This role could exist across sectors such as: housing, health, education, justice. It would mark a shift from compliance to care.
Training custodians is not a luxury, it is a civic necessity. Without them, systems become unlivable. With them, the record speaks.
Custodianship as Civic Infrastructure The author proposes that custodianship must be embedded; not improvised. It cannot rely on individual resistance or informal discretion. It must be designed, resourced and protected as part of civic infrastructure.
Custodianship is not a role. It is a function and every institution must designate custodians—staff trained to hold presence within systems, to answer for decisions and to intervene when automation fails. These custodians must be visible, supported and accountable. Their judgment must be recognised as civic expertise.

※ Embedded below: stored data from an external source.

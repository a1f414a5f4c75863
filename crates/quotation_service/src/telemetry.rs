//! Tracing initialisation for the process edge

use tracing_subscriber::{fmt, layer::SubscriberExt, util::SubscriberInitExt, EnvFilter};

/// Installs the global tracing subscriber
///
/// `RUST_LOG` takes precedence over `log_level` when set.
///
/// # Arguments
///
/// * `log_level` - The minimum level or filter directive, e.g. `info`
/// * `json` - Emit one JSON object per event instead of text lines
pub fn init_tracing(log_level: &str, json: bool) {
    let filter = EnvFilter::try_from_default_env()
        .or_else(|_| EnvFilter::try_new(log_level))
        .unwrap_or_else(|_| EnvFilter::new("info"));

    let registry = tracing_subscriber::registry().with(filter);
    if json {
        registry.with(fmt::layer().json().with_target(true)).init();
    } else {
        registry.with(fmt::layer().with_target(true)).init();
    }
}
//! Rate tables
//!
//! A [`RateTable`] is one underwriter's published pricing for one product,
//! effective from a given date. Tables are immutable once built; a revised
//! tariff is derived with [`RateTable::revise`], which yields a builder for a
//! new version and leaves the original untouched.

use chrono::NaiveDate;
use rust_decimal::Decimal;
use rust_decimal_macros::dec;
use serde::{Deserialize, Serialize};
use std::collections::BTreeMap;

use core_kernel::{Currency, Rate};

use crate::coverage::{ProductCode, UnderwriterId};
use crate::error::ConfigurationError;
use crate::factors::BracketTable;
use crate::vehicle::{UsageType, VehicleCategory};

/// How the base premium is derived
#[derive(Debug, Clone, PartialEq, Eq, Serialize, Deserialize)]
#[serde(tag = "kind", rename_all = "snake_case")]
pub enum BaseRate {
    /// A percentage of the declared vehicle value
    PercentOfValue { rate: Rate },
    /// A percentage of the declared value that depends on vehicle age. Each
    /// bracket's factor is the rate as a decimal fraction.
    PercentOfValueByAge { rates: BracketTable },
    /// A flat annual amount, independent of value
    Flat { amount: Decimal },
}

/// A percentage excess with optional floor and cap
#[derive(Debug, Clone, Copy, PartialEq, Eq, Serialize, Deserialize)]
pub struct PercentageExcess {
    pub percentage: Rate,
    pub minimum: Option<Decimal>,
    pub maximum: Option<Decimal>,
}

impl PercentageExcess {
    pub fn new(percentage: Rate, minimum: Option<Decimal>, maximum: Option<Decimal>) -> Self {
        Self {
            percentage,
            minimum,
            maximum,
        }
    }

    /// The unrounded excess on `declared_value`, clamped to the floor and cap
    pub fn amount_for(&self, declared_value: Decimal) -> Decimal {
        let mut amount = self.percentage.apply(declared_value);
        if let Some(min) = self.minimum {
            amount = amount.max(min);
        }
        if let Some(max) = self.maximum {
            amount = amount.min(max);
        }
        amount
    }
}

/// Additional flat excess for inexperienced drivers
#[derive(Debug, Clone, Copy, PartialEq, Eq, Serialize, Deserialize)]
pub struct YoungDriverExcess {
    pub amount: Decimal,
    /// Drivers younger than this age attract the excess
    pub under_age: u32,
    /// Drivers licensed for fewer years than this attract the excess
    pub min_years_licensed: Option<u32>,
}

/// Per-peril excess structure
#[derive(Debug, Clone, Default, PartialEq, Eq, Serialize, Deserialize)]
pub struct ExcessStructure {
    pub own_damage: Option<PercentageExcess>,
    pub theft: Option<PercentageExcess>,
    pub third_party_property: Option<Decimal>,
    pub windscreen: Option<Decimal>,
    pub young_driver: Option<YoungDriverExcess>,
}

/// Statutory charges added on top of the basic premium
#[derive(Debug, Clone, Copy, PartialEq, Eq, Serialize, Deserialize)]
pub struct StatutoryLevies {
    pub training_levy: Rate,
    /// Policyholders compensation fund levy
    pub pcf_levy: Rate,
    /// Fixed stamp duty per policy
    pub stamp_duty: Decimal,
}

impl StatutoryLevies {
    /// Kenyan levies: 0.2% training levy, 0.25% PCF levy, KSh 40 stamp duty
    pub fn kenya() -> Self {
        Self {
            training_levy: Rate::from_percentage(dec!(0.2)),
            pcf_levy: Rate::from_percentage(dec!(0.25)),
            stamp_duty: dec!(40),
        }
    }
}

/// Multiplicative factor tables, applied in declaration order
#[derive(Debug, Clone, Default, PartialEq, Eq, Serialize, Deserialize)]
pub struct FactorTables {
    pub vehicle_age: Option<BracketTable>,
    pub engine_capacity: Option<BracketTable>,
    /// Empty means usage is not a rating dimension for this table
    pub usage: BTreeMap<UsageType, Decimal>,
    pub driver_age: Option<BracketTable>,
    pub duration: Option<BracketTable>,
}

/// Loadings for claims and modification history
#[derive(Debug, Clone, Copy, PartialEq, Eq, Serialize, Deserialize)]
pub struct HistoryLoadings {
    pub prior_claims: Decimal,
    pub modifications: Decimal,
}

impl Default for HistoryLoadings {
    fn default() -> Self {
        Self {
            prior_claims: dec!(1.4),
            modifications: dec!(1.15),
        }
    }
}

/// Limits outside which the underwriter declines to quote
#[derive(Debug, Clone, Copy, Default, PartialEq, Eq, Serialize, Deserialize)]
pub struct AcceptanceLimits {
    pub max_vehicle_age: Option<u32>,
    pub minimum_sum_insured: Option<Decimal>,
}

/// One underwriter's tariff for one product
#[derive(Debug, Clone, PartialEq, Eq, Serialize, Deserialize)]
pub struct RateTable {
    underwriter: UnderwriterId,
    underwriter_name: String,
    product: ProductCode,
    effective_from: NaiveDate,
    currency: Currency,
    base_rate: BaseRate,
    minimum_premium: Decimal,
    acceptance: AcceptanceLimits,
    excess: ExcessStructure,
    levies: StatutoryLevies,
    factors: FactorTables,
    category_loadings: BTreeMap<VehicleCategory, Decimal>,
    history_loadings: HistoryLoadings,
}

impl RateTable {
    /// Starts a new table
    pub fn builder(
        underwriter: impl Into<UnderwriterId>,
        underwriter_name: impl Into<String>,
        product: ProductCode,
        effective_from: NaiveDate,
    ) -> RateTableBuilder {
        RateTableBuilder {
            table: RateTable {
                underwriter: underwriter.into(),
                underwriter_name: underwriter_name.into(),
                product,
                effective_from,
                currency: Currency::KES,
                base_rate: BaseRate::Flat { amount: Decimal::ZERO },
                minimum_premium: Decimal::ZERO,
                acceptance: AcceptanceLimits::default(),
                excess: ExcessStructure::default(),
                levies: StatutoryLevies::kenya(),
                factors: FactorTables::default(),
                category_loadings: BTreeMap::new(),
                history_loadings: HistoryLoadings::default(),
            },
        }
    }

    /// Derives a new version of this table effective from `effective_from`
    pub fn revise(&self, effective_from: NaiveDate) -> RateTableBuilder {
        let mut table = self.clone();
        table.effective_from = effective_from;
        RateTableBuilder { table }
    }

    pub fn underwriter(&self) -> &UnderwriterId {
        &self.underwriter
    }

    pub fn underwriter_name(&self) -> &str {
        &self.underwriter_name
    }

    pub fn product(&self) -> ProductCode {
        self.product
    }

    pub fn effective_from(&self) -> NaiveDate {
        self.effective_from
    }

    pub fn currency(&self) -> Currency {
        self.currency
    }

    pub fn base_rate(&self) -> &BaseRate {
        &self.base_rate
    }

    pub fn minimum_premium(&self) -> Decimal {
        self.minimum_premium
    }

    pub fn acceptance(&self) -> &AcceptanceLimits {
        &self.acceptance
    }

    pub fn excess(&self) -> &ExcessStructure {
        &self.excess
    }

    pub fn levies(&self) -> &StatutoryLevies {
        &self.levies
    }

    pub fn factors(&self) -> &FactorTables {
        &self.factors
    }

    /// Loading for a vehicle category, if the table defines one
    pub fn category_loading(&self, category: VehicleCategory) -> Option<Decimal> {
        self.category_loadings.get(&category).copied()
    }

    pub fn history_loadings(&self) -> &HistoryLoadings {
        &self.history_loadings
    }
}

/// Builder for [`RateTable`]
#[derive(Debug, Clone)]
pub struct RateTableBuilder {
    table: RateTable,
}

impl RateTableBuilder {
    pub fn currency(mut self, currency: Currency) -> Self {
        self.table.currency = currency;
        self
    }

    pub fn base_rate(mut self, base_rate: BaseRate) -> Self {
        self.table.base_rate = base_rate;
        self
    }

    pub fn minimum_premium(mut self, amount: Decimal) -> Self {
        self.table.minimum_premium = amount;
        self
    }

    pub fn max_vehicle_age(mut self, years: u32) -> Self {
        self.table.acceptance.max_vehicle_age = Some(years);
        self
    }

    pub fn minimum_sum_insured(mut self, amount: Decimal) -> Self {
        self.table.acceptance.minimum_sum_insured = Some(amount);
        self
    }

    pub fn excess(mut self, excess: ExcessStructure) -> Self {
        self.table.excess = excess;
        self
    }

    pub fn levies(mut self, levies: StatutoryLevies) -> Self {
        self.table.levies = levies;
        self
    }

    pub fn vehicle_age_factors(mut self, table: BracketTable) -> Self {
        self.table.factors.vehicle_age = Some(table);
        self
    }

    pub fn engine_capacity_factors(mut self, table: BracketTable) -> Self {
        self.table.factors.engine_capacity = Some(table);
        self
    }

    pub fn driver_age_factors(mut self, table: BracketTable) -> Self {
        self.table.factors.driver_age = Some(table);
        self
    }

    pub fn duration_factors(mut self, table: BracketTable) -> Self {
        self.table.factors.duration = Some(table);
        self
    }

    pub fn usage_factor(mut self, usage: UsageType, multiplier: Decimal) -> Self {
        self.table.factors.usage.insert(usage, multiplier);
        self
    }

    pub fn category_loading(mut self, category: VehicleCategory, multiplier: Decimal) -> Self {
        self.table.category_loadings.insert(category, multiplier);
        self
    }

    pub fn history_loadings(mut self, loadings: HistoryLoadings) -> Self {
        self.table.history_loadings = loadings;
        self
    }

    /// Validates and freezes the table
    pub fn build(self) -> Result<RateTable, ConfigurationError> {
        let table = self.table;
        let invalid = |message: String| ConfigurationError::InvalidRateTable {
            underwriter: table.underwriter.clone(),
            product: table.product,
            message,
        };

        match &table.base_rate {
            BaseRate::PercentOfValue { rate } if rate.as_decimal() <= Decimal::ZERO => {
                return Err(invalid(format!("base rate {} must be positive", rate)));
            }
            BaseRate::Flat { amount } if *amount <= Decimal::ZERO => {
                return Err(invalid(format!("flat base {} must be positive", amount)));
            }
            _ => {}
        }

        if table.minimum_premium < Decimal::ZERO {
            return Err(invalid("minimum premium cannot be negative".to_string()));
        }

        for excess in [table.excess.own_damage, table.excess.theft].into_iter().flatten() {
            if let (Some(min), Some(max)) = (excess.minimum, excess.maximum) {
                if min > max {
                    return Err(invalid(format!("excess minimum {} exceeds maximum {}", min, max)));
                }
            }
        }

        let multipliers = table
            .factors
            .usage
            .values()
            .chain(table.category_loadings.values())
            .chain([&table.history_loadings.prior_claims, &table.history_loadings.modifications]);
        for multiplier in multipliers {
            if *multiplier <= Decimal::ZERO {
                return Err(invalid(format!("multiplier {} must be positive", multiplier)));
            }
        }

        Ok(table)
    }
}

Infrastructure means structure. Custodianship must be built into workflows, not added as exception. This includes override protocols, discretionary review panels and documented channels for appeal. It also includes time, protected time for reflection, conversation and repair. The author notes that speed is often privileged over care and infrastructure must rebalance this.
Custodianship also requires cultural shift. Institutions must move from compliance to care, from throughput to presence.
This means rethinking metrics, incentives and leadership. It means valuing judgment, not just efficiency. It means restoring the ethic of answerability.
The author proposes a national framework: every public-facing system must include custodial design. This could be formalised through legislation, professional standards, or civic charters. It would mark a shift from technical governance to relational accountability.
Custodianship is not a fix. It is a foundation, without it, systems become unlivable. With it, civic life becomes possible again.